[Working data Boundary: Start]

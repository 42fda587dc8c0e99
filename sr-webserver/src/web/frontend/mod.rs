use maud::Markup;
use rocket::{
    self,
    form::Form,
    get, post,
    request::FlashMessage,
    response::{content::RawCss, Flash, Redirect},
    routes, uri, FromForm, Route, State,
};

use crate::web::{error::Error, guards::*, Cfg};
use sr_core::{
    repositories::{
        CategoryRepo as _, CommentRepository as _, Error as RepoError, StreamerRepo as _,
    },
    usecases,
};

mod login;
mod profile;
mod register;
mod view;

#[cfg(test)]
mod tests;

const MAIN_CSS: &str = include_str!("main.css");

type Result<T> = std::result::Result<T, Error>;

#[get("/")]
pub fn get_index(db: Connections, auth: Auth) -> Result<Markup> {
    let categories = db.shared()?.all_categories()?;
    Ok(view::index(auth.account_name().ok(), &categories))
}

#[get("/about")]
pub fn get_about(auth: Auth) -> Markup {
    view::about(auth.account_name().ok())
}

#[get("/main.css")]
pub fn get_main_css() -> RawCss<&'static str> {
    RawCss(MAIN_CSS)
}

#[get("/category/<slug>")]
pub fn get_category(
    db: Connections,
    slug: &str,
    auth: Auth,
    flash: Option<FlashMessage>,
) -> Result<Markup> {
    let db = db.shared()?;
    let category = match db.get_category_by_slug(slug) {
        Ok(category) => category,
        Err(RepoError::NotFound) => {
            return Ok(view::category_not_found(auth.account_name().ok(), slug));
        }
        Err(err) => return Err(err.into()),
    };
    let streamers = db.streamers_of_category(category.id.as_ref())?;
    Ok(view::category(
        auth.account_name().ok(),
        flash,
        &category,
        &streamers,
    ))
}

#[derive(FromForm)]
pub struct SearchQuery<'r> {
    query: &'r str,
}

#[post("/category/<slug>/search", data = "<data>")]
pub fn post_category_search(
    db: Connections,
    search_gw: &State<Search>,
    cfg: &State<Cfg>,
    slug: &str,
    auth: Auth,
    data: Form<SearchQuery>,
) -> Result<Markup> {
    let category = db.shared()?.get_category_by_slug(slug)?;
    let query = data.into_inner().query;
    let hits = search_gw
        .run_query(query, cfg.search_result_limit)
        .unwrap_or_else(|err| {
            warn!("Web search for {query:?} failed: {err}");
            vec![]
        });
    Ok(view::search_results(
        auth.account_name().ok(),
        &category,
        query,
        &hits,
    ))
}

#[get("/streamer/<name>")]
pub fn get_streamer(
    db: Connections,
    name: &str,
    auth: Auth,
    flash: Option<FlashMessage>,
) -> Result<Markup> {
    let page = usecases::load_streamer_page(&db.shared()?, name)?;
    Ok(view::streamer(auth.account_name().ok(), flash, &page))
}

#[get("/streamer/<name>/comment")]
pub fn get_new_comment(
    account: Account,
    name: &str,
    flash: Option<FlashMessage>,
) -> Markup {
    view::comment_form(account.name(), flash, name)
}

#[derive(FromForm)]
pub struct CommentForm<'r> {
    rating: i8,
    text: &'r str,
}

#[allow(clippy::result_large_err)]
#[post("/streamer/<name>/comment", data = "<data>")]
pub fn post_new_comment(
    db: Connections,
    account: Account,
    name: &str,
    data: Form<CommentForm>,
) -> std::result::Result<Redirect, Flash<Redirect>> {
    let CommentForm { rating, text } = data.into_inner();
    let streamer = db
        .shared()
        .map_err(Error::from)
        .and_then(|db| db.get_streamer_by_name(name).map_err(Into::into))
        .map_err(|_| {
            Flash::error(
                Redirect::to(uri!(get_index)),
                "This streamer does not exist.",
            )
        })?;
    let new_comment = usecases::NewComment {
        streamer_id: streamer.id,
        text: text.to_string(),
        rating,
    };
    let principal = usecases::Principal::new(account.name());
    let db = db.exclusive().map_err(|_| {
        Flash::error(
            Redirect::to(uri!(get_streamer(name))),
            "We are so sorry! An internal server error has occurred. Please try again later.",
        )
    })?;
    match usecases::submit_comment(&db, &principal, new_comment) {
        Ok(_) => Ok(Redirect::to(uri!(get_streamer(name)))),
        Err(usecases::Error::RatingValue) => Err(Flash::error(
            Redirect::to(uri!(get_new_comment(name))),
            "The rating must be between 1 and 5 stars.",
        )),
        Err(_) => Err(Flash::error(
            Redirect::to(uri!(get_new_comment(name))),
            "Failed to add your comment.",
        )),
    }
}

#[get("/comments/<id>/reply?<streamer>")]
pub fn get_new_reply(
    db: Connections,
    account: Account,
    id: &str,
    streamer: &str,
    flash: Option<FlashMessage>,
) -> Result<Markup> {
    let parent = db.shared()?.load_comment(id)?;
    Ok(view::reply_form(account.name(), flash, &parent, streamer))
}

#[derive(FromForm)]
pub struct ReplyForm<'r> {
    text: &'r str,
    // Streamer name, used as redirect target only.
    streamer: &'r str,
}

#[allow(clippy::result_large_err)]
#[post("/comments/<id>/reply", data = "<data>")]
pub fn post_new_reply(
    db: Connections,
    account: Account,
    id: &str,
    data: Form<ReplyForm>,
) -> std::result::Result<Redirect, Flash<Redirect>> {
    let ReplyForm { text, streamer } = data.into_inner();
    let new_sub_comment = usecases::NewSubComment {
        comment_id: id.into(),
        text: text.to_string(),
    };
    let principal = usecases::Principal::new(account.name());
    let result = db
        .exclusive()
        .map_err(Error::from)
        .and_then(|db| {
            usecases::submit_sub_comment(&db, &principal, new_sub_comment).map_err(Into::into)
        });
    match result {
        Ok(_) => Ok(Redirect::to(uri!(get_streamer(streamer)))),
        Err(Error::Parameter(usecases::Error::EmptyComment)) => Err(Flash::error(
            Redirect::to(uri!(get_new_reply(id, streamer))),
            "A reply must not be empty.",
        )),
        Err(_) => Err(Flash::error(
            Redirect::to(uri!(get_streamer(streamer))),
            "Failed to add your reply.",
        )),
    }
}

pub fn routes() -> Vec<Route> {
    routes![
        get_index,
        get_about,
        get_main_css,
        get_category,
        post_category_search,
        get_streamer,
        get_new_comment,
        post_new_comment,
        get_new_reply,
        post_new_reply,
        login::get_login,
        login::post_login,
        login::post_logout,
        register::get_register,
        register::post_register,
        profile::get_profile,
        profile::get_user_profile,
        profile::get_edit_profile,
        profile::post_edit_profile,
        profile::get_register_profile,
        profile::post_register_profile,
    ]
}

[Working data Boundary: End]
[Working data Boundary: Start]

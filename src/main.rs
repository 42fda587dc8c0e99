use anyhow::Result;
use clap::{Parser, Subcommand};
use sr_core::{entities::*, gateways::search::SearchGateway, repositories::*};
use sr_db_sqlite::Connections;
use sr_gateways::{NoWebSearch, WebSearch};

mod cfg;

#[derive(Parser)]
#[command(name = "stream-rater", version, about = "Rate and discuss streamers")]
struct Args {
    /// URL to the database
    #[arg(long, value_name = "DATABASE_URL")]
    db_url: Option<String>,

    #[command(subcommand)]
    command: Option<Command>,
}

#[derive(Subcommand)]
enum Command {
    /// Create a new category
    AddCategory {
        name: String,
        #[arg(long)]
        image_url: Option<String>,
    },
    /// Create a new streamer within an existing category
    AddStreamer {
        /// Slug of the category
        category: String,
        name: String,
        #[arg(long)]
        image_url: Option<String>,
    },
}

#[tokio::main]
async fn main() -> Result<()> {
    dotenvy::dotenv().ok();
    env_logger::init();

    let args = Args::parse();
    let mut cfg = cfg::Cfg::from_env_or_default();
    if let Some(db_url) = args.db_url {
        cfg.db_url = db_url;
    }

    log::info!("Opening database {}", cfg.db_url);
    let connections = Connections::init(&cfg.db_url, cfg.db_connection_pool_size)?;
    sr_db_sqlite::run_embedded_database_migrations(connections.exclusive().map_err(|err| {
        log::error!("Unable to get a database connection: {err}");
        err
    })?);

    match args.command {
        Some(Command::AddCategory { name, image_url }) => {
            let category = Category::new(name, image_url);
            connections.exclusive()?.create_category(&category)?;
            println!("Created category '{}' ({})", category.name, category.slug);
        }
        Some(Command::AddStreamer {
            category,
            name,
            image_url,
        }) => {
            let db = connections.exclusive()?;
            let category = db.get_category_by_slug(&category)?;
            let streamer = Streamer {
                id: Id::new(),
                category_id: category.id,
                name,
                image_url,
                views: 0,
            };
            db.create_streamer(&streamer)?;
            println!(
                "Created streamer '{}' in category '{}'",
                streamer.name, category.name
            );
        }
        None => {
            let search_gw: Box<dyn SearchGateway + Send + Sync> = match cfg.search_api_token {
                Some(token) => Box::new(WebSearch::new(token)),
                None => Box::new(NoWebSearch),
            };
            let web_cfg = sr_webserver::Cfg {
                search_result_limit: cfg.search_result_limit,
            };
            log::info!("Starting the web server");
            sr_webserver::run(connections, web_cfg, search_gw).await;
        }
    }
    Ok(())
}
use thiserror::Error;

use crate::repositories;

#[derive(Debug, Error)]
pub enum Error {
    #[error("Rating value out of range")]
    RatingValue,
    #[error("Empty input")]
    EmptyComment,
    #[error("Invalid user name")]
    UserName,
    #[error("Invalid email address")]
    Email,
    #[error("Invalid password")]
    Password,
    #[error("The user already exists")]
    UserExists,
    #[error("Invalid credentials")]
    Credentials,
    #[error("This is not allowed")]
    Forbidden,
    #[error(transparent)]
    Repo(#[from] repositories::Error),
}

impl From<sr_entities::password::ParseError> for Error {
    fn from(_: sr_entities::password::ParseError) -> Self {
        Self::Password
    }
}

[Working data Boundary: End]

■ **Task prompt**
All lines of the material that contain the string "AddCategory" are to be copied.

■ **Exercise solution**
    AddCategory {
        Some(Command::AddCategory { name, image_url }) => {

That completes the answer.